Does anybody know where I can purchase a decent vivarium background?

I'm looking for the laminated type posters that you can get for Aquaruims, but for a vivarium.

I ordered some from a company called Life Force Online, but I think they have ceased trading, despite taking my money!!!!:censor:


----------



## Athravan (Dec 28, 2006)

Doesn't your local reptile shop or aquarium supply any? We do a double sided water scene / desert scene background that's designed for aquariums really but the desert scene is fine for some reptiles. You might find the aquariums do a scene that is appropriate for reptiles.


----------



## Superbuzz3 (Dec 7, 2007)

I will take a look today......My local reptile shop is owned and run by Waterlife Aquatics, so they have an aquarium shop there also.

Like you said, it is finding one that will take my fancy that will prove difficult:lol2:


----------



## Master_Of_Darkness (Sep 18, 2007)

Superbuzz3 said:


> I will take a look today......My local reptile shop is owned and run by Waterlife Aquatics, so they have an aquarium shop there also.
> 
> Like you said, it is finding one that will take my fancy that will prove difficult:lol2:



the fish and aquatics section of our local garden centre do them in rolls. Shouldn't be too hard to get hold of some. i would think that most fishy places will do them


----------



## Reptilover (Jan 15, 2007)

I Dunt Know Were You Can Get A Background From But You Could Mke A Wall Background Useing Polisyrene And Puttings Sand Or Something On it To Make It Look Natural, Theres Lots Of Threads On The Forum Telling You How To Make The things!

GOOD LUCK :up: : victory:


----------



## Superbuzz3 (Dec 7, 2007)

Cheers all for your help.:notworthy:

I have just been to the reptile/aquatic shop, and also sell them on large rolls, but they are all of water plants, and most show some kind of fish swimming on them.

I will have to keep looking.


----------



## valentino (Jan 2, 2008)

give Ashford Aqautics/Vermulens a try, they are just a short drive from waterlife past T5
I purchased a rock/desert background from them and they have a few other simular non-fish ones


----------



## Superbuzz3 (Dec 7, 2007)

Valentino....I will pop in and see them....I go in there quite a bit so know where it is.

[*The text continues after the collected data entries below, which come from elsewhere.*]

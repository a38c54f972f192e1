use std::sync::Arc;
use std::time::Duration;

use anyhow::{Context, Result};
use tokio::sync::mpsc;

use super::host::CanvasHost;
use crate::canvas::{Point, Raster, StrokeStyle, StrokeSurface, Tool};
use crate::db::CanvasState;
use crate::detector::{detector_from_settings, ChangeDetector};
use crate::recognition::{
    parse_response, RecognitionClient, RecognitionError, RecognitionEvent, RecognitionRequest,
    RecognitionResult, RecognitionTransport, Trigger,
};
use crate::render::ResultRenderer;
use crate::settings::EngineSettings;
use crate::variables::{VariableDictionary, VariableStore};

// Set to true to enable verbose logging in this module
const ENABLE_LOGS: bool = true;

use crate::{log_debug, log_info, log_warn};

/// Persisted rasters a session starts from.
#[derive(Debug, Clone, Default)]
pub struct SessionSeed {
    pub composite: Raster,
    /// Preferred over `composite` when present so the band is not baked in.
    pub clean: Option<Raster>,
}

impl SessionSeed {
    pub fn blank() -> Self {
        Self::default()
    }

    fn base_layer(&self) -> Option<&Raster> {
        match &self.clean {
            Some(clean) if !clean.is_empty() => Some(clean),
            _ if !self.composite.is_empty() => Some(&self.composite),
            _ => None,
        }
    }
}

impl From<CanvasState> for SessionSeed {
    fn from(state: CanvasState) -> Self {
        Self {
            composite: state.composite,
            clean: Some(state.clean),
        }
    }
}

#[derive(Debug, Clone, PartialEq)]
pub enum EventOutcome {
    /// Results were rendered; carries how many.
    Applied(usize),
    /// Computed against a canvas generation or document that is gone.
    Stale,
    Failed(RecognitionError),
}

/// One open document: drawing surface, recognition round-trips and the
/// results overlay.
pub struct CanvasSession {
    document_id: String,
    surface: StrokeSurface,
    renderer: ResultRenderer,
    detector: Box<dyn ChangeDetector>,
    client: RecognitionClient,
    events: mpsc::UnboundedReceiver<RecognitionEvent>,
    host: Arc<dyn CanvasHost>,
    store: Arc<dyn VariableStore>,
    variables: VariableDictionary,
    results: Vec<RecognitionResult>,
    clean: Raster,
    last_analyzed: Option<Raster>,
    generation: u64,
}

impl CanvasSession {
    /// Loads the document's variables and seeds the surface.
    ///
    /// Must be called from within a tokio runtime.
    pub async fn open(
        settings: &EngineSettings,
        document_id: impl Into<String>,
        seed: SessionSeed,
        host: Arc<dyn CanvasHost>,
        store: Arc<dyn VariableStore>,
        transport: Arc<dyn RecognitionTransport>,
    ) -> Result<Self> {
        let document_id = document_id.into();

        let variables = match store.load(&document_id).await {
            Ok(Some(variables)) => VariableDictionary::new(variables),
            Ok(None) => VariableDictionary::empty(),
            Err(err) => {
                log_warn!("failed to load variables for {document_id}, starting empty: {err:#}");
                VariableDictionary::empty()
            }
        };

        let canvas = &settings.canvas;
        let surface = StrokeSurface::new(canvas.width, canvas.height, canvas.pixel_ratio)
            .context("failed to create drawing surface")?;
        let renderer = ResultRenderer::new(&settings.render, canvas);
        let detector = detector_from_settings(settings.recognition.detector);
        let (client, events) = RecognitionClient::new(
            transport,
            Duration::from_millis(settings.recognition.debounce_ms),
            Duration::from_millis(settings.recognition.timeout_ms),
        );

        let mut session = Self {
            document_id,
            surface,
            renderer,
            detector,
            client,
            events,
            host,
            store,
            variables,
            results: Vec::new(),
            clean: Raster::empty(),
            last_analyzed: None,
            generation: 0,
        };
        session.apply_seed(&seed)?;

        log_info!(
            "opened canvas session for {} ({} variables)",
            session.document_id,
            session.variables.len()
        );
        Ok(session)
    }

    pub fn document_id(&self) -> &str {
        &self.document_id
    }

    pub fn variables(&self) -> &VariableDictionary {
        &self.variables
    }

    pub fn results(&self) -> &[RecognitionResult] {
        &self.results
    }

    pub fn generation(&self) -> u64 {
        self.generation
    }

    pub fn clean_canvas(&self) -> &Raster {
        &self.clean
    }

    pub fn surface(&self) -> &StrokeSurface {
        &self.surface
    }

    pub fn is_recognition_in_flight(&self) -> bool {
        self.client.is_in_flight()
    }

    pub fn begin_stroke(&mut self, point: Point, tool: Tool, style: StrokeStyle) {
        self.surface.begin_stroke(point, tool, style);
    }

    pub fn extend_stroke(&mut self, point: Point) {
        self.surface.extend_stroke(point);
    }

    /// Completes the stroke, publishes the canvas and, if the change is big
    /// enough, schedules recognition.
    pub fn end_stroke(&mut self, point: Point) -> Result<Option<Trigger>> {
        match self.surface.end_stroke(point)? {
            Some(raster) => self.commit_edit(raster).map(Some),
            None => Ok(None),
        }
    }

    pub fn undo(&mut self) -> Result<Option<Trigger>> {
        match self.surface.undo()? {
            Some(raster) => self.commit_edit(raster).map(Some),
            None => Ok(None),
        }
    }

    pub fn redo(&mut self) -> Result<Option<Trigger>> {
        match self.surface.redo()? {
            Some(raster) => self.commit_edit(raster).map(Some),
            None => Ok(None),
        }
    }

    /// Clears the canvas and results. Responses still in flight will be
    /// discarded. Variables are kept.
    pub fn reset(&mut self) {
        self.surface.reset();
        self.bump_generation();
        self.clean = Raster::empty();
        self.host.on_clean_canvas(&self.clean);
        self.host.on_update_canvas("");
        log_info!("canvas {} reset (generation {})", self.document_id, self.generation);
    }

    /// Replaces the canvas with persisted content, e.g. after the host
    /// reloaded the document.
    pub fn reseed(&mut self, seed: SessionSeed) -> Result<()> {
        self.bump_generation();
        self.apply_seed(&seed)?;
        let composite = self.renderer.render(&self.clean, &self.results)?;
        self.host.on_clean_canvas(&self.clean);
        self.host.on_update_canvas(composite.as_str());
        Ok(())
    }

    /// Requests recognition now, skipping the change check and quiet period.
    /// `None` when the canvas is blank.
    pub fn analyze_now(&mut self) -> Option<Trigger> {
        if self.clean.is_empty() {
            return None;
        }
        let trigger = self.client.request_now(self.request());
        if trigger == Trigger::Scheduled {
            self.last_analyzed = Some(self.clean.clone());
        }
        Some(trigger)
    }

    /// Waits for the next completed recognition and applies it.
    pub async fn process_next(&mut self) -> Result<Option<EventOutcome>> {
        match self.events.recv().await {
            Some(event) => self.apply_event(event).await.map(Some),
            None => Ok(None),
        }
    }

    /// Applies a completed recognition if one is waiting.
    pub async fn try_process(&mut self) -> Result<Option<EventOutcome>> {
        match self.events.try_recv() {
            Ok(event) => self.apply_event(event).await.map(Some),
            Err(_) => Ok(None),
        }
    }

    /// Drops pending triggers and disconnects persistent transports.
    pub fn shutdown(&self) {
        self.client.shutdown();
        log_debug!("canvas session {} shut down", self.document_id);
    }

    fn apply_seed(&mut self, seed: &SessionSeed) -> Result<()> {
        self.results.clear();
        self.last_analyzed = None;
        match seed.base_layer() {
            Some(raster) => {
                self.surface
                    .seed(raster)
                    .context("failed to seed canvas from persisted raster")?;
                self.clean = self.surface.snapshot()?;
            }
            None => {
                self.surface.reset();
                self.clean = Raster::empty();
            }
        }
        Ok(())
    }

    fn bump_generation(&mut self) {
        self.generation += 1;
        self.results.clear();
        self.last_analyzed = None;
        self.client.cancel_pending();
    }

    fn commit_edit(&mut self, raster: Raster) -> Result<Trigger> {
        self.clean = raster;
        let composite = self.renderer.render(&self.clean, &self.results)?;
        self.host.on_clean_canvas(&self.clean);
        self.host.on_update_canvas(composite.as_str());

        if !self
            .detector
            .has_changed_significantly(self.last_analyzed.as_ref(), &self.clean)
        {
            log_debug!("canvas change below threshold; not scheduling recognition");
            return Ok(Trigger::Unchanged);
        }

        let trigger = self.client.request_recognition(self.request());
        if trigger == Trigger::Scheduled {
            self.last_analyzed = Some(self.clean.clone());
        }
        Ok(trigger)
    }

    fn request(&self) -> RecognitionRequest {
        RecognitionRequest {
            raster: self.clean.clone(),
            variables: self.variables.clone(),
            document_id: self.document_id.clone(),
            generation: self.generation,
        }
    }

    async fn apply_event(&mut self, event: RecognitionEvent) -> Result<EventOutcome> {
        if event.generation != self.generation || event.document_id != self.document_id {
            log_debug!(
                "discarding stale recognition (generation {} != {})",
                event.generation,
                self.generation
            );
            return Ok(EventOutcome::Stale);
        }

        let response = match event.outcome.and_then(|body| parse_response(&body)) {
            Ok(response) => response,
            Err(err) => {
                self.host.on_recognition_error(&err);
                return Ok(EventOutcome::Failed(err));
            }
        };

        let mut variables = self.variables.merge_assignments(&response.results);
        if let Some(echoed) = &response.variables {
            variables = variables.merge_map(echoed);
        }
        if variables != self.variables {
            self.variables = variables;
            if let Err(err) = self.store.save(&self.document_id, self.variables.as_map()).await {
                log_warn!("failed to persist variables for {}: {err:#}", self.document_id);
            }
        }

        self.results = response.results;
        let composite = self.renderer.render(&self.clean, &self.results)?;
        self.host.on_update_canvas(composite.as_str());

        log_info!(
            "applied {} recognition results to {}",
            self.results.len(),
            self.document_id
        );
        Ok(EventOutcome::Applied(self.results.len()))
    }
}
use anyhow::{bail, Context, Result};
use rusqlite::{Connection, Transaction};

pub(crate) const CURRENT_SCHEMA_VERSION: i32 = 1;

pub fn run_migrations(conn: &mut Connection) -> Result<()> {
    let mut version: i32 = conn
        .pragma_query_value(None, "user_version", |row| row.get(0))
        .context("failed to read user_version pragma")?;

    if version > CURRENT_SCHEMA_VERSION {
        bail!(
            "database version ({}) is newer than supported schema ({})",
            version,
            CURRENT_SCHEMA_VERSION
        );
    }

    if version == CURRENT_SCHEMA_VERSION {
        return Ok(());
    }

    let tx = conn
        .transaction()
        .context("failed to open migration transaction")?;

    while version < CURRENT_SCHEMA_VERSION {
        let next_version = version + 1;
        apply_migration(&tx, next_version)
            .with_context(|| format!("migration to version {next_version} failed"))?;
        version = next_version;
    }

    tx.pragma_update(None, "user_version", CURRENT_SCHEMA_VERSION)
        .context("failed to update user_version pragma")?;
    tx.commit().context("failed to commit migrations")?;

    Ok(())
}

fn apply_migration(tx: &Transaction<'_>, version: i32) -> Result<()> {
    match version {
        1 => {
            tx.execute_batch(include_str!("schemas/schema_v1.sql"))
                .context("failed to execute schema_v1.sql")?;
            Ok(())
        }
        _ => bail!("unknown migration target version: {version}"),
    }
}

#[cfg(test)]
mod tests {
    use super::*;

    fn user_version(conn: &Connection) -> i32 {
        conn.pragma_query_value(None, "user_version", |row| row.get(0))
            .expect("user_version")
    }

    #[test]
    fn fresh_database_is_migrated_once() {
        let mut conn = Connection::open_in_memory().expect("open");
        run_migrations(&mut conn).expect("first run");
        assert_eq!(user_version(&conn), CURRENT_SCHEMA_VERSION);

        run_migrations(&mut conn).expect("second run is a no-op");
        let tables: i64 = conn
            .query_row(
                "SELECT COUNT(*) FROM sqlite_master WHERE type = 'table'
                 AND name IN ('document_variables', 'canvas_states')",
                [],
                |row| row.get(0),
            )
            .expect("count tables");
        assert_eq!(tables, 2);
    }

    #[test]
    fn newer_database_is_rejected() {
        let mut conn = Connection::open_in_memory().expect("open");
        conn.pragma_update(None, "user_version", CURRENT_SCHEMA_VERSION + 1)
            .expect("bump version");
        assert!(run_migrations(&mut conn).is_err());
    }
}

Thanks for the tip: victory:


----------



## charliet (Mar 24, 2007)

Naturezonepet.com home page

Faunology - The study of animals


----------



## This is my Clone (Jul 8, 2007)

charliet said:


> Naturezonepet.com home page


That's ace! Might have to ring my local print shop and see what it will cost to print one as a laminate.


----------



## Superbuzz3 (Dec 7, 2007)

Thanks Charliet.....:no1:


----------



## charliet (Mar 24, 2007)

No probs


----------



## ANT (Nov 11, 2007)

charliet said:


> No probs


what paper do you print them on?? and where can ya get big rolls of suitable paper?? what do you use?


----------



## It's corny but.. (Feb 7, 2007)

this place sells funky backgrounds:

T-Rex Foam Systems

Reptile Backgrounds

Livefood UK Crickets Locusts Mealworms Reptile supplies mail order

or these for off the roll background:

Vivarium Backgrounds

or check out this to do your own:

Welcome To StreetDragster.com


----------



## Just_Nash (Dec 1, 2007)

Superbuzz3 said:


> Does anybody know where I can purchase a decent vivarium background?
> 
> I'm looking for the laminated type posters that you can get for Aquaruims, but for a vivarium.
> 
> I ordered some from a company called Life Force Online, but I think they have ceased trading, despite taking my money!!!!:censor:


Good call on Life Force Online btw, i was thinking about buying some stuff on there yesterday.. wont risk it now


----------



## Superbuzz3 (Dec 7, 2007)

Just_Nash.....as we speak, I have been contacted by Life Force Online, and they have said that they are still doing business, but have changed telephone service providers. New telephone number is 01943 468691

They are also changing their names I think to Inter-Scapes, as their email address came through from [email protected].

Oh, one last thing, they are currently working on a new website so I am told.

They post the backgrounds via Royal Mail, so hopefully they will still get here. Once I have received them, I will let you know they are cosha to buy from


----------